• _Stored entries_
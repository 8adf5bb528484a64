//! Calibrated altitude-hold PID controller.
//!
//! The controller holds a reference altitude captured at calibration time and
//! drives the measured altitude toward `target` metres above (or below) it.
//! It knows nothing about threads or locks: the control thread owns it and
//! serializes every call.
//!
//! ```no_run
//! # use altitude_hold::control::AltitudeController;
//! let mut pid = AltitudeController::new(2.0, 0.1, 1.0, 100);
//! pid.calibrate_initial_value(102.4).ok();
//! pid.set_target_value(5.0);
//! pid.enable();
//! let lift = pid.compute(103.1);
//! ```

use log::{info, warn};

use super::diagnostics::{ControlDiagnostic, DiagnosticSink, LogSink};
use super::settings::{validate_gain, ControllerSettings};
use super::OUTPUT_LIMIT;
use crate::clock::ControlClock;
use crate::error::{ControlError, ControlResult};

pub struct AltitudeController {
    // Gains
    kp: f32,
    ki: f32,
    kd: f32,

    // Loop memory
    error_sum: f32,
    last_error: f32,
    last_update_ms: u64,

    // Reference and setpoint (metres)
    target_value: f32,
    initial_value: f32,
    is_initialized: bool,
    is_enabled: bool,

    update_interval_ms: u32,
    error_sum_limit: f32,
    min_elapsed_ms: u64,

    clock: ControlClock,
    sink: Box<dyn DiagnosticSink + Send>,
    last_diagnostic: Option<ControlDiagnostic>,
}

impl AltitudeController {
    pub fn new(kp: f32, ki: f32, kd: f32, update_interval_ms: u32) -> Self {
        let defaults = ControllerSettings::default();
        let clock = ControlClock::new();
        Self {
            kp,
            ki,
            kd,
            error_sum: 0.0,
            last_error: 0.0,
            last_update_ms: clock.now_ms(),
            target_value: 0.0,
            initial_value: 0.0,
            is_initialized: false,
            is_enabled: false,
            update_interval_ms,
            error_sum_limit: defaults.error_sum_limit,
            min_elapsed_ms: defaults.min_elapsed_ms,
            clock,
            sink: Box::new(LogSink),
            last_diagnostic: None,
        }
    }

    /// Build from validated settings.
    pub fn from_settings(settings: &ControllerSettings) -> ControlResult<Self> {
        let mut controller = Self::default();
        controller.apply(settings)?;
        Ok(controller)
    }

    /// Swap the time base, e.g. for a mocked clock. Rebases the update clock.
    pub fn with_clock(mut self, clock: ControlClock) -> Self {
        self.last_update_ms = clock.now_ms();
        self.clock = clock;
        self
    }

    pub fn with_sink(mut self, sink: impl DiagnosticSink + Send + 'static) -> Self {
        self.sink = Box::new(sink);
        self
    }

    // ---- configuration -------------------------------------------------------

    pub fn set_tunings(&mut self, kp: f32, ki: f32, kd: f32) {
        self.kp = kp;
        self.ki = ki;
        self.kd = kd;
    }

    /// Validate gains first, then set them. Invalid input leaves the gains untouched.
    pub fn try_set_tunings(&mut self, kp: f32, ki: f32, kd: f32) -> ControlResult<()> {
        validate_gain("kp", kp)?;
        validate_gain("ki", ki)?;
        validate_gain("kd", kd)?;
        self.set_tunings(kp, ki, kd);
        Ok(())
    }

    pub fn set_interval(&mut self, interval_ms: u32) {
        self.update_interval_ms = interval_ms;
    }

    pub fn set_error_sum_limit(&mut self, limit: f32) {
        self.error_sum_limit = limit;
        self.error_sum = clamp_symmetric(self.error_sum, limit);
    }

    pub fn set_min_elapsed_ms(&mut self, min_elapsed_ms: u64) {
        self.min_elapsed_ms = min_elapsed_ms;
    }

    pub fn set_kp(&mut self, kp: f32) {
        self.kp = kp;
    }

    pub fn set_ki(&mut self, ki: f32) {
        self.ki = ki;
    }

    pub fn set_kd(&mut self, kd: f32) {
        self.kd = kd;
    }

    /// Apply a whole settings bundle. Nothing changes unless all of it is valid.
    pub fn apply(&mut self, settings: &ControllerSettings) -> ControlResult<()> {
        settings.validate()?;
        self.set_tunings(settings.kp, settings.ki, settings.kd);
        self.set_interval(settings.update_interval_ms);
        self.set_error_sum_limit(settings.error_sum_limit);
        self.set_min_elapsed_ms(settings.min_elapsed_ms);
        Ok(())
    }

    pub fn settings(&self) -> ControllerSettings {
        ControllerSettings {
            kp: self.kp,
            ki: self.ki,
            kd: self.kd,
            update_interval_ms: self.update_interval_ms,
            error_sum_limit: self.error_sum_limit,
            min_elapsed_ms: self.min_elapsed_ms,
        }
    }

    // ---- control -------------------------------------------------------------

    /// Capture `current_value` as the reference altitude.
    ///
    /// `0.0` means the sensor has not produced a reading yet; such a call is
    /// rejected and the previous calibration is kept.
    pub fn calibrate_initial_value(&mut self, current_value: f32) -> ControlResult<()> {
        if current_value == 0.0 || !current_value.is_finite() {
            warn!("Cannot calibrate: invalid sensor data ({current_value})");
            return Err(ControlError::InvalidCalibration(current_value));
        }
        self.initial_value = current_value;
        self.is_initialized = true;
        self.target_value = 0.0;
        self.reset();
        info!("Initial value calibrated to: {:.2} m", self.initial_value);
        Ok(())
    }

    pub fn set_initial_value(&mut self, value: f32) -> ControlResult<()> {
        self.calibrate_initial_value(value)
    }

    /// Set the desired offset from the reference. Clears the integral term so a
    /// setpoint jump does not inherit accumulated error.
    pub fn set_target_value(&mut self, target: f32) {
        self.target_value = target;
        self.error_sum = 0.0;
        info!("Target value set to: {:.2} m (relative to initial height)", target);
    }

    pub fn enable(&mut self) {
        self.is_enabled = true;
        self.last_update_ms = self.clock.now_ms();
        info!("PID controller enabled");
    }

    pub fn disable(&mut self) {
        self.is_enabled = false;
        info!("PID controller disabled");
    }

    pub fn activate(&mut self, state: bool) {
        if state {
            self.enable();
        } else {
            self.disable();
        }
    }

    pub fn is_active(&self) -> bool {
        self.is_enabled && self.is_initialized
    }

    pub fn is_enabled(&self) -> bool {
        self.is_enabled
    }

    /// Clear integral and derivative memory and rebase the clock.
    pub fn reset(&mut self) {
        self.error_sum = 0.0;
        self.last_error = 0.0;
        self.last_update_ms = self.clock.now_ms();
    }

    /// One control step. Returns the lift command in `[-100, 100]`, or `0` when
    /// called again before the minimum interval has elapsed.
    pub fn compute(&mut self, current_value: f32) -> i32 {
        self.try_compute(current_value).unwrap_or(0)
    }

    /// Like [`compute`](Self::compute) but distinguishes a skipped step (`None`)
    /// from a genuine zero output.
    pub fn try_compute(&mut self, current_value: f32) -> Option<i32> {
        let now_ms = self.clock.now_ms();
        let elapsed_ms = now_ms.saturating_sub(self.last_update_ms);
        if elapsed_ms < self.min_elapsed_ms {
            return None;
        }
        let dt = elapsed_ms as f32 / 1000.0;

        let relative = current_value - self.initial_value;
        let error = self.target_value - relative;

        self.error_sum = clamp_symmetric(self.error_sum + error * dt, self.error_sum_limit);

        let d_error = (error - self.last_error) / dt;

        let output = self.kp * error + self.ki * self.error_sum + self.kd * d_error;

        self.last_error = error;
        self.last_update_ms = now_ms;

        // `as` truncates toward zero and maps NaN to 0
        let command = output.clamp(-OUTPUT_LIMIT, OUTPUT_LIMIT) as i32;

        let diagnostic = ControlDiagnostic {
            timestamp_ms: now_ms,
            target: self.target_value,
            relative,
            error,
            output: command,
        };
        self.sink.record(&diagnostic);
        self.last_diagnostic = Some(diagnostic);

        Some(command)
    }

    // ---- status --------------------------------------------------------------

    pub fn target(&self) -> f32 {
        self.target_value
    }

    pub fn initial_value(&self) -> f32 {
        self.initial_value
    }

    pub fn is_initial_value_set(&self) -> bool {
        self.is_initialized
    }

    pub fn current_relative(&self, current_value: f32) -> f32 {
        current_value - self.initial_value
    }

    pub fn kp(&self) -> f32 {
        self.kp
    }

    pub fn ki(&self) -> f32 {
        self.ki
    }

    pub fn kd(&self) -> f32 {
        self.kd
    }

    pub fn update_interval_ms(&self) -> u32 {
        self.update_interval_ms
    }

    pub fn error_sum(&self) -> f32 {
        self.error_sum
    }

    pub fn error_sum_limit(&self) -> f32 {
        self.error_sum_limit
    }

    pub fn last_error(&self) -> f32 {
        self.last_error
    }

    pub fn last_update_ms(&self) -> u64 {
        self.last_update_ms
    }

    pub fn last_diagnostic(&self) -> Option<ControlDiagnostic> {
        self.last_diagnostic
    }
}

impl Default for AltitudeController {
    fn default() -> Self {
        let s = ControllerSettings::default();
        Self::new(s.kp, s.ki, s.kd, s.update_interval_ms)
    }
}

/// A non-positive or NaN limit collapses the accumulator to zero instead of panicking.
fn clamp_symmetric(value: f32, limit: f32) -> f32 {
    if !(limit > 0.0) {
        return 0.0;
    }
    value.clamp(-limit, limit)
}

• _The task_
Filter the data above by the word "true" and copy every line that matches.

• _Solution_
        self.is_initialized = true;
        self.is_enabled = true;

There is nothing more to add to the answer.